Владикавказские стихи этих лет как бы слабеющим эхом откликаются на все основные темы «Тщеты». Даже на такую дальнюю, как московская (даты в рукописях нет; может быть, писано еще в Москве, но не вошло в «Тщету»): «По Арбату, по Арбату ходит ветер…». О революции – «Новогодний сонет», с ритмическими перебоями в начале и конце <…>. О поэзии – из цикла «С песенной клюкой»: «Давно я знахарки личину…». О любви – о том, кто был «Фенистом ясным соколом»: «…Меж нами десять лет простерлися…». Еще о любви; вспомним «зеркальце» из «Зайчика на стене», вспомним, что начало ее, по-видимому, было здесь, во Владикавказе: «Каштан, ссыпающий золото…». О том мире, которым живет поэт, – отголосок «Облака»: «Сольются в море капельки всех рек…». Это стихотворение написано на следующий день после «…Меж нами десять лет простерлися…» и стоит с ним в паре: в одной из подборок первое озаглавлено «От него», второе – «От них». Это как бы стихи о неполученных письмах – тема, в которой здесь, в провинции, воплощается чувство одиночества: «Дождь ли, вёдро ли утро начали…». Мысль о смерти – всё более частая – тоже связывается теперь с почтой: «Это будет как-нибудь очень просто…». Еще о том же – с уловимой цитатой из Тютчева в ст. 8: «За часом час, за годом год уносит…» – «А мы идем и тратим, не считая, / Последние, останные деньки».
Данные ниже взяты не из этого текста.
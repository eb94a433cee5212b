//! Fixity checksums.
//!
//! Digests are computed by streaming the file once through a [`CopyBuffer`];
//! nothing is held in memory beyond the buffer and the hasher state.

use std::fmt;
use std::fs::File;
use std::io::Read;
use std::io::Write;
use std::path::Path;
use std::str::FromStr;

use md5::Md5;
use sha1::Sha1;
use sha2::Digest;
use sha2::Sha256;
use sha2::Sha512;

use crate::IngestError;
use crate::Result;
use crate::copy::CopyBuffer;
use crate::copy::copy_with_buffer;

/// Supported fixity algorithms.
#[derive(Debug, Clone, Copy, PartialEq, Eq, Hash, Default)]
pub enum ChecksumAlgorithm {
    /// MD5 (the repository default).
    #[default]
    Md5,
    /// SHA-1.
    Sha1,
    /// SHA-256.
    Sha256,
    /// SHA-512.
    Sha512,
}

impl ChecksumAlgorithm {
    /// All algorithms, in display order.
    pub const ALL: [Self; 4] = [Self::Md5, Self::Sha1, Self::Sha256, Self::Sha512];

    /// Canonical name (`MD5`, `SHA-1`, `SHA-256`, `SHA-512`).
    #[must_use]
    pub const fn as_str(self) -> &'static str {
        match self {
            Self::Md5 => "MD5",
            Self::Sha1 => "SHA-1",
            Self::Sha256 => "SHA-256",
            Self::Sha512 => "SHA-512",
        }
    }

    /// Length of the hex digest in characters.
    #[must_use]
    pub const fn hex_len(self) -> usize {
        match self {
            Self::Md5 => 32,
            Self::Sha1 => 40,
            Self::Sha256 => 64,
            Self::Sha512 => 128,
        }
    }

    fn hasher(self) -> Hasher {
        match self {
            Self::Md5 => Hasher::Md5(Md5::new()),
            Self::Sha1 => Hasher::Sha1(Sha1::new()),
            Self::Sha256 => Hasher::Sha256(Sha256::new()),
            Self::Sha512 => Hasher::Sha512(Sha512::new()),
        }
    }
}

impl fmt::Display for ChecksumAlgorithm {
    fn fmt(&self, f: &mut fmt::Formatter<'_>) -> fmt::Result {
        f.write_str(self.as_str())
    }
}

impl FromStr for ChecksumAlgorithm {
    type Err = IngestError;

    /// Parses `MD5`, `SHA-1`, `sha1`, `SHA256`, ... (case-insensitive, dash
    /// optional).
    fn from_str(s: &str) -> Result<Self> {
        let normalized: String = s
            .trim()
            .chars()
            .filter(|c| *c != '-' && *c != '_')
            .map(|c| c.to_ascii_lowercase())
            .collect();

        match normalized.as_str() {
            "md5" => Ok(Self::Md5),
            "sha1" => Ok(Self::Sha1),
            "sha256" => Ok(Self::Sha256),
            "sha512" => Ok(Self::Sha512),
            _ => Err(IngestError::InvalidConfig {
                reason: format!("unknown checksum algorithm: {s}"),
            }),
        }
    }
}

/// A computed digest together with its algorithm.
#[derive(Debug, Clone, PartialEq, Eq, Hash)]
pub struct Checksum {
    /// Algorithm used.
    pub algorithm: ChecksumAlgorithm,
    /// Lowercase hex digest.
    pub value: String,
}

impl fmt::Display for Checksum {
    fn fmt(&self, f: &mut fmt::Formatter<'_>) -> fmt::Result {
        write!(f, "{}:{}", self.algorithm, self.value)
    }
}

enum Hasher {
    Md5(Md5),
    Sha1(Sha1),
    Sha256(Sha256),
    Sha512(Sha512),
}

impl Hasher {
    fn update(&mut self, data: &[u8]) {
        match self {
            Self::Md5(h) => h.update(data),
            Self::Sha1(h) => h.update(data),
            Self::Sha256(h) => h.update(data),
            Self::Sha512(h) => h.update(data),
        }
    }

    fn finalize_hex(self) -> String {
        match self {
            Self::Md5(h) => hex::encode(h.finalize()),
            Self::Sha1(h) => hex::encode(h.finalize()),
            Self::Sha256(h) => hex::encode(h.finalize()),
            Self::Sha512(h) => hex::encode(h.finalize()),
        }
    }
}

impl Write for Hasher {
    fn write(&mut self, buf: &[u8]) -> std::io::Result<usize> {
        self.update(buf);
        Ok(buf.len())
    }

    fn flush(&mut self) -> std::io::Result<()> {
        Ok(())
    }
}

/// Computes the hex digest of everything `reader` yields.
///
/// # Errors
///
/// Returns `IngestError::Io` if the reader fails; a partial digest is never
/// returned.
///
/// # Examples
///
/// ```
/// use sluice_core::checksum::{ChecksumAlgorithm, digest};
///
/// let hex = digest(&mut &b"abc"[..], ChecksumAlgorithm::Md5)?;
/// assert_eq!(hex, "900150983cd24fb0d6963f7d28e17f72");
/// # Ok::<(), sluice_core::IngestError>(())
/// ```
pub fn digest<R: Read>(reader: &mut R, algorithm: ChecksumAlgorithm) -> Result<String> {
    let mut buffer = CopyBuffer::new();
    digest_with_buffer(reader, algorithm, &mut buffer)
}

/// Like [`digest`], reusing the caller's copy buffer.
pub fn digest_with_buffer<R: Read>(
    reader: &mut R,
    algorithm: ChecksumAlgorithm,
    buffer: &mut CopyBuffer,
) -> Result<String> {
    let mut hasher = algorithm.hasher();
    copy_with_buffer(reader, &mut hasher, buffer)?;
    Ok(hasher.finalize_hex())
}

/// Computes the digest of a file on disk.
pub fn digest_file(
    path: &Path,
    algorithm: ChecksumAlgorithm,
    buffer: &mut CopyBuffer,
) -> Result<Checksum> {
    let mut file = File::open(path)?;
    let value = digest_with_buffer(&mut file, algorithm, buffer)?;
    Ok(Checksum { algorithm, value })
}

#[cfg(test)]
#[allow(clippy::unwrap_used)]
mod tests {
    use super::*;
    use std::io::Cursor;
    use tempfile::TempDir;

    #[test]
    fn test_known_digests() {
        let cases = [
            (ChecksumAlgorithm::Md5, "900150983cd24fb0d6963f7d28e17f72"),
            (
                ChecksumAlgorithm::Sha1,
                "a9993e364706816aba3e25717850c26c9cd0d89d",
            ),
            (
                ChecksumAlgorithm::Sha256,
                "ba7816bf8f01cfea414140de5dae2223b00361a396177a9cb410ff61f20015ad",
            ),
        ];
        for (algorithm, expected) in cases {
            let hex = digest(&mut Cursor::new(b"abc"), algorithm).unwrap();
            assert_eq!(hex, expected, "{algorithm}");
        }
    }

    #[test]
    fn test_digest_lengths() {
        for algorithm in ChecksumAlgorithm::ALL {
            let hex = digest(&mut Cursor::new(b""), algorithm).unwrap();
            assert_eq!(hex.len(), algorithm.hex_len());
        }
    }

    #[test]
    fn test_digest_spans_buffer_boundary() {
        let data = vec![7u8; 200 * 1024];
        let streamed = digest(&mut Cursor::new(&data), ChecksumAlgorithm::Sha256).unwrap();
        let direct = hex::encode(Sha256::digest(&data));
        assert_eq!(streamed, direct);
    }

    #[test]
    fn test_digest_file() {
        let temp = TempDir::new().unwrap();
        let path = temp.path().join("data.txt");
        std::fs::write(&path, b"abc").unwrap();

        let mut buffer = CopyBuffer::new();
        let checksum = digest_file(&path, ChecksumAlgorithm::Md5, &mut buffer).unwrap();
        assert_eq!(checksum.value, "900150983cd24fb0d6963f7d28e17f72");
        assert_eq!(
            checksum.to_string(),
            "MD5:900150983cd24fb0d6963f7d28e17f72"
        );
    }

    #[test]
    fn test_digest_missing_file_is_error() {
        let mut buffer = CopyBuffer::new();
        let result = digest_file(
            Path::new("/nonexistent/sluice/file"),
            ChecksumAlgorithm::Md5,
            &mut buffer,
        );
        assert!(matches!(result, Err(IngestError::Io(_))));
    }

    #[test]
    fn test_parse_algorithm() {
        assert_eq!("MD5".parse::<ChecksumAlgorithm>().unwrap(), ChecksumAlgorithm::Md5);
        assert_eq!("sha-1".parse::<ChecksumAlgorithm>().unwrap(), ChecksumAlgorithm::Sha1);
        assert_eq!("SHA256".parse::<ChecksumAlgorithm>().unwrap(), ChecksumAlgorithm::Sha256);
        assert_eq!("sha_512".parse::<ChecksumAlgorithm>().unwrap(), ChecksumAlgorithm::Sha512);
        assert!("crc32".parse::<ChecksumAlgorithm>().is_err());
    }

    #[test]
    fn test_display_roundtrips_through_parse() {
        for algorithm in ChecksumAlgorithm::ALL {
            assert_eq!(algorithm.to_string().parse::<ChecksumAlgorithm>().unwrap(), algorithm);
        }
    }
}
«Мы» – это неширокий круг владикавказских друзей Меркурьевой. Старых, памятных по дореволюционным годам, становилось всё меньше. Архиппов в 1920-е работал в Новороссийске, другие отправлялись в противоположную сторону: «И северо-восточной пылью / Запорошило чудеса…» – начинается одно из ее напутственных стихотворений. Зато неожиданно обнаружились молодые люди, любящие поэзию: «Голодно и весело. Все пишут стихи, верят, что отсюда революция литературы». Это М. Слободской, Е. Редин, Л. Беридзе, приезжающий из Кисловодска А. Кочетков; и Меркурьева, острая поперечница и добрая спорщица, находит с ними общий язык. Кружок получает название «Вертеп»: «в обоих смыслах», как когда-то в стихах к Иванову, – как вертеп Христа-младенца и вертеп разбойников. Устав был сочинен раешным стихом: «§ 1. Общество, именуемое Вертеп, / имеет целью [ниспровержение] существующего литературного строя, / освобождение от формальных закреп / и кое-что другое. § 2. Подымаясь по наклонной плоскости вниз, / состоит сия ассоциация из:…» и т.д. Далее характеристики; о самой себе – такая: «Вера Александровна Меркурьева / речью — райская гурия, а характером — адская фурия, / вида и обхождения елейного, но никто не знает настроения ейного. / И в глаза и за глаза скажу ей не льстиво я, / что она в верном стаде овца самая паршивая. / Но она за грехи и так уж наказана / тем, что к Вертепу накрепко привязана». Все, кроме Кочеткова, остались в поэзии дилетантами, авторами дружеских полушуточных посланий в стихах, – Меркурьева тоже писала их легко и много. В 1926 «Вертепу» удалось издать микроскопическим тиражом во Владикавказе альманах «Золотая зурна»: Беридзе, Кочетков, Меркурьева, Слободской. Одиннадцать стихотворений Меркурьевой, напечатанных здесь (в том числе «Сказка про тоску», «Неузнанная», «С песенной клюкой»), – вторая и последняя публикация ее оригинальных стихов. Критика в местной прессе (Шумской Л. // Власть труда. 1926. 14 ноября), разумеется, осудила сборник за вневременность, но Меркурьеву бранила с оговорками: «Поэтесса Вера Меркурьева оставляет впечатление двойственное. Работает она и под Ремизова, и под Бальмонта, и под Зин. Гиппиус, и под прочих бардов, находящихся по ту сторону. Язык ее стихов полновесный, округлый, дородный, певучий. В. Меркурьева твердо и уверенно держит руль своей поэзии. Она отлично знает цену слова, проявляет гибкость в обращении с ним, и поэзия ее со стороны ритма и мелодики заслуживает пристального внимания».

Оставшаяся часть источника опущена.